Following a guilty plea in provincial offences court in Guelph, Linamar Corporation was fined $200,000 by Justice of the Peace, Walter W. Rojek. ( Crown Counsel Neil Gobardhan)
The court also imposed a 25-per-cent victim fine surcharge as required by the Provincial Offences Act. The surcharge is credited to a special provincial government fund to assist victims of crime.
The law(s) in contravention:
Linamar Corporation was found guilty of a contravention of the Ontario ‘Industrial Establishments’ regulation 851/90, section 84 which states,
“A worker exposed to the hazard of injury from contact of the worker’s skin with,
(a) a noxious gas, liquid, fume or dust;
(b) a sharp or jagged object which may puncture, cut or abrade the worker’s skin;
(c) a hot object, hot liquid or molten metal; or
(d) radiant heat,
shall be protected by,
(e) wearing apparel sufficient to protect the worker from injury; or
(f) a shield, screen or similar barrier,
appropriate in the circumstances.”
This is contrary to the Ontario Occupational Health and Safety Act (OHSA), section 25, subsection 1(c) which states,
“An employer shall ensure that,
(c) the measures and procedures prescribed are carried out in the workplace.”
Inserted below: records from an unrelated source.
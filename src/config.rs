//! Pipeline configuration with builder pattern and environment variable support.
//!
//! Configuration is resolved in order: explicit values → environment variables → defaults.
//! Secrets (model API key, search key, ticket API token) are always
//! environment-supplied in deployments; the builder setters exist for tests
//! and embedding callers.

use std::time::Duration;

use crate::error::ConfigError;

/// Default chat model deployment.
const DEFAULT_CHAT_MODEL: &str = "gpt-4o";
/// Default embedding model deployment.
const DEFAULT_EMBEDDING_MODEL: &str = "text-embedding-3-large";
/// Default number of nearest neighbours requested on the vector leg.
const DEFAULT_SEARCH_TOP_K: usize = 48;
/// Default search index name.
const DEFAULT_SEARCH_INDEX: &str = "kb-chunks";
/// Default maximum tool rounds before the forced synthesis call.
const DEFAULT_MAX_TOOL_ROUNDS: usize = 1;
/// Default maximum tokens for model answers.
const DEFAULT_ANSWER_MAX_TOKENS: u32 = 1024;
/// Default request timeout in seconds.
const DEFAULT_TIMEOUT_SECS: u64 = 60;

/// Configuration for the retrieval and agent pipeline.
#[derive(Debug, Clone)]
pub struct PipelineConfig {
    /// API key for the chat-completion and embedding services.
    pub api_key: String,
    /// Optional base URL override (for proxies or compatible APIs).
    pub base_url: Option<String>,
    /// Chat model deployment name.
    pub chat_model: String,
    /// Embedding model deployment name.
    pub embedding_model: String,
    /// Fixed output dimensionality requested from the embedding service.
    pub embedding_dimensions: Option<usize>,
    /// Base URL of the search service.
    pub search_endpoint: String,
    /// Index queried for knowledge-base chunks.
    pub search_index: String,
    /// API key for the search service.
    pub search_api_key: String,
    /// Nearest-neighbour count for the vector leg of hybrid queries.
    pub search_top_k: usize,
    /// Base URL of the external ticket API.
    pub ticket_api_url: String,
    /// Long-lived credential for the ticket API, injected by the executor.
    pub ticket_api_token: String,
    /// Maximum model↔tool round trips before the forced synthesis call.
    pub max_tool_rounds: usize,
    /// Maximum tokens for model answers.
    pub answer_max_tokens: u32,
    /// Whether the tool may issue POST/PUT/DELETE calls.
    ///
    /// Off by default: the model can only read from the ticket API unless
    /// the deployment explicitly opts in to mutating calls.
    pub allow_mutating_calls: bool,
    /// Request timeout applied to every outbound HTTP call.
    pub timeout: Duration,
}

impl PipelineConfig {
    /// Creates a new builder for `PipelineConfig`.
    #[must_use]
    pub fn builder() -> PipelineConfigBuilder {
        PipelineConfigBuilder::default()
    }

    /// Creates configuration from environment variables with defaults.
    ///
    /// # Errors
    ///
    /// Returns [`ConfigError::MissingSetting`] if a required secret or
    /// endpoint is absent.
    pub fn from_env() -> Result<Self, ConfigError> {
        Self::builder().from_env().build()
    }
}

/// Builder for [`PipelineConfig`].
#[derive(Debug, Clone, Default)]
pub struct PipelineConfigBuilder {
    api_key: Option<String>,
    base_url: Option<String>,
    chat_model: Option<String>,
    embedding_model: Option<String>,
    embedding_dimensions: Option<usize>,
    search_endpoint: Option<String>,
    search_index: Option<String>,
    search_api_key: Option<String>,
    search_top_k: Option<usize>,
    ticket_api_url: Option<String>,
    ticket_api_token: Option<String>,
    max_tool_rounds: Option<usize>,
    answer_max_tokens: Option<u32>,
    allow_mutating_calls: Option<bool>,
    timeout: Option<Duration>,
}

impl PipelineConfigBuilder {
    /// Populates unset fields from environment variables.
    #[must_use]
    pub fn from_env(mut self) -> Self {
        if self.api_key.is_none() {
            self.api_key = std::env::var("OPENAI_API_KEY")
                .or_else(|_| std::env::var("DESKRAG_API_KEY"))
                .ok();
        }
        if self.base_url.is_none() {
            self.base_url = std::env::var("OPENAI_BASE_URL")
                .or_else(|_| std::env::var("DESKRAG_BASE_URL"))
                .ok();
        }
        if self.chat_model.is_none() {
            self.chat_model = std::env::var("DESKRAG_CHAT_MODEL").ok();
        }
        if self.embedding_model.is_none() {
            self.embedding_model = std::env::var("DESKRAG_EMBEDDING_MODEL").ok();
        }
        if self.search_endpoint.is_none() {
            self.search_endpoint = std::env::var("DESKRAG_SEARCH_ENDPOINT").ok();
        }
        if self.search_index.is_none() {
            self.search_index = std::env::var("DESKRAG_SEARCH_INDEX").ok();
        }
        if self.search_api_key.is_none() {
            self.search_api_key = std::env::var("DESKRAG_SEARCH_API_KEY").ok();
        }
        if self.search_top_k.is_none() {
            self.search_top_k = std::env::var("DESKRAG_SEARCH_TOP_K")
                .ok()
                .and_then(|v| v.parse().ok());
        }
        if self.ticket_api_url.is_none() {
            self.ticket_api_url = std::env::var("DESKRAG_TICKET_API_URL").ok();
        }
        if self.ticket_api_token.is_none() {
            self.ticket_api_token = std::env::var("DESKRAG_TICKET_API_TOKEN").ok();
        }
        if self.max_tool_rounds.is_none() {
            self.max_tool_rounds = std::env::var("DESKRAG_MAX_TOOL_ROUNDS")
                .ok()
                .and_then(|v| v.parse().ok());
        }
        if self.allow_mutating_calls.is_none() {
            self.allow_mutating_calls = std::env::var("DESKRAG_ALLOW_MUTATING_CALLS")
                .ok()
                .and_then(|v| v.parse().ok());
        }
        self
    }

    /// Sets the model API key.
    #[must_use]
    pub fn api_key(mut self, key: impl Into<String>) -> Self {
        self.api_key = Some(key.into());
        self
    }

    /// Sets the base URL override for the model services.
    #[must_use]
    pub fn base_url(mut self, url: impl Into<String>) -> Self {
        self.base_url = Some(url.into());
        self
    }

    /// Sets the chat model deployment.
    #[must_use]
    pub fn chat_model(mut self, model: impl Into<String>) -> Self {
        self.chat_model = Some(model.into());
        self
    }

    /// Sets the embedding model deployment.
    #[must_use]
    pub fn embedding_model(mut self, model: impl Into<String>) -> Self {
        self.embedding_model = Some(model.into());
        self
    }

    /// Sets the requested embedding dimensionality.
    #[must_use]
    pub const fn embedding_dimensions(mut self, dims: usize) -> Self {
        self.embedding_dimensions = Some(dims);
        self
    }

    /// Sets the search service endpoint.
    #[must_use]
    pub fn search_endpoint(mut self, url: impl Into<String>) -> Self {
        self.search_endpoint = Some(url.into());
        self
    }

    /// Sets the search index name.
    #[must_use]
    pub fn search_index(mut self, index: impl Into<String>) -> Self {
        self.search_index = Some(index.into());
        self
    }

    /// Sets the search service API key.
    #[must_use]
    pub fn search_api_key(mut self, key: impl Into<String>) -> Self {
        self.search_api_key = Some(key.into());
        self
    }

    /// Sets the vector-leg nearest-neighbour count.
    #[must_use]
    pub const fn search_top_k(mut self, k: usize) -> Self {
        self.search_top_k = Some(k);
        self
    }

    /// Sets the ticket API base URL.
    #[must_use]
    pub fn ticket_api_url(mut self, url: impl Into<String>) -> Self {
        self.ticket_api_url = Some(url.into());
        self
    }

    /// Sets the ticket API credential.
    #[must_use]
    pub fn ticket_api_token(mut self, token: impl Into<String>) -> Self {
        self.ticket_api_token = Some(token.into());
        self
    }

    /// Sets the maximum tool rounds.
    #[must_use]
    pub const fn max_tool_rounds(mut self, n: usize) -> Self {
        self.max_tool_rounds = Some(n);
        self
    }

    /// Sets the answer max tokens.
    #[must_use]
    pub const fn answer_max_tokens(mut self, n: u32) -> Self {
        self.answer_max_tokens = Some(n);
        self
    }

    /// Allows or forbids mutating (POST/PUT/DELETE) tool calls.
    #[must_use]
    pub const fn allow_mutating_calls(mut self, allow: bool) -> Self {
        self.allow_mutating_calls = Some(allow);
        self
    }

    /// Sets the outbound request timeout.
    #[must_use]
    pub const fn timeout(mut self, duration: Duration) -> Self {
        self.timeout = Some(duration);
        self
    }

    /// Builds the [`PipelineConfig`].
    ///
    /// # Errors
    ///
    /// Returns [`ConfigError::MissingSetting`] if the model API key, search
    /// endpoint, search key, ticket API URL, or ticket API token is unset.
    pub fn build(self) -> Result<PipelineConfig, ConfigError> {
        let api_key = self.api_key.ok_or(ConfigError::MissingSetting {
            name: "OPENAI_API_KEY",
        })?;
        let search_endpoint = self.search_endpoint.ok_or(ConfigError::MissingSetting {
            name: "DESKRAG_SEARCH_ENDPOINT",
        })?;
        let search_api_key = self.search_api_key.ok_or(ConfigError::MissingSetting {
            name: "DESKRAG_SEARCH_API_KEY",
        })?;
        let ticket_api_url = self.ticket_api_url.ok_or(ConfigError::MissingSetting {
            name: "DESKRAG_TICKET_API_URL",
        })?;
        let ticket_api_token = self.ticket_api_token.ok_or(ConfigError::MissingSetting {
            name: "DESKRAG_TICKET_API_TOKEN",
        })?;

        Ok(PipelineConfig {
            api_key,
            base_url: self.base_url,
            chat_model: self
                .chat_model
                .unwrap_or_else(|| DEFAULT_CHAT_MODEL.to_string()),
            embedding_model: self
                .embedding_model
                .unwrap_or_else(|| DEFAULT_EMBEDDING_MODEL.to_string()),
            embedding_dimensions: self.embedding_dimensions,
            search_endpoint,
            search_index: self
                .search_index
                .unwrap_or_else(|| DEFAULT_SEARCH_INDEX.to_string()),
            search_api_key,
            search_top_k: self.search_top_k.unwrap_or(DEFAULT_SEARCH_TOP_K),
            ticket_api_url,
            ticket_api_token,
            max_tool_rounds: self.max_tool_rounds.unwrap_or(DEFAULT_MAX_TOOL_ROUNDS),
            answer_max_tokens: self.answer_max_tokens.unwrap_or(DEFAULT_ANSWER_MAX_TOKENS),
            allow_mutating_calls: self.allow_mutating_calls.unwrap_or(false),
            timeout: self
                .timeout
                .unwrap_or(Duration::from_secs(DEFAULT_TIMEOUT_SECS)),
        })
    }
}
It seems to me that Linamar Corporation got off lucky. As a 3-time loser, Linamar should have hired a health and safety company to complete assessments of their processes and equipment and get everything under control.
As I read between the lines, it seems to me that Linamar Corp. has an archaic management group that STILL decides production over safety.
Our company, HRS Group Inc., has been working with all kinds of companies and we strive to promote safety where ever we go.
Maybe Linamar Corporation needs to hire proper safety people and get Linamar on the “Road to Safety”.
HRS Group Inc. has a great team that can help you with all your health and safety needs including ‘Due Diligence’ and ‘Standard Operating Procedures’. Contact Deborah toll free at 1-877-907-7744 or locally at 705-749-1259.
We can also be reached at email@example.com
‘Work’ and ‘Play’ safe.
Daniel L. Beal
CHSEP – Advanced Level
VP & Senior Trainer
HRS Group Inc.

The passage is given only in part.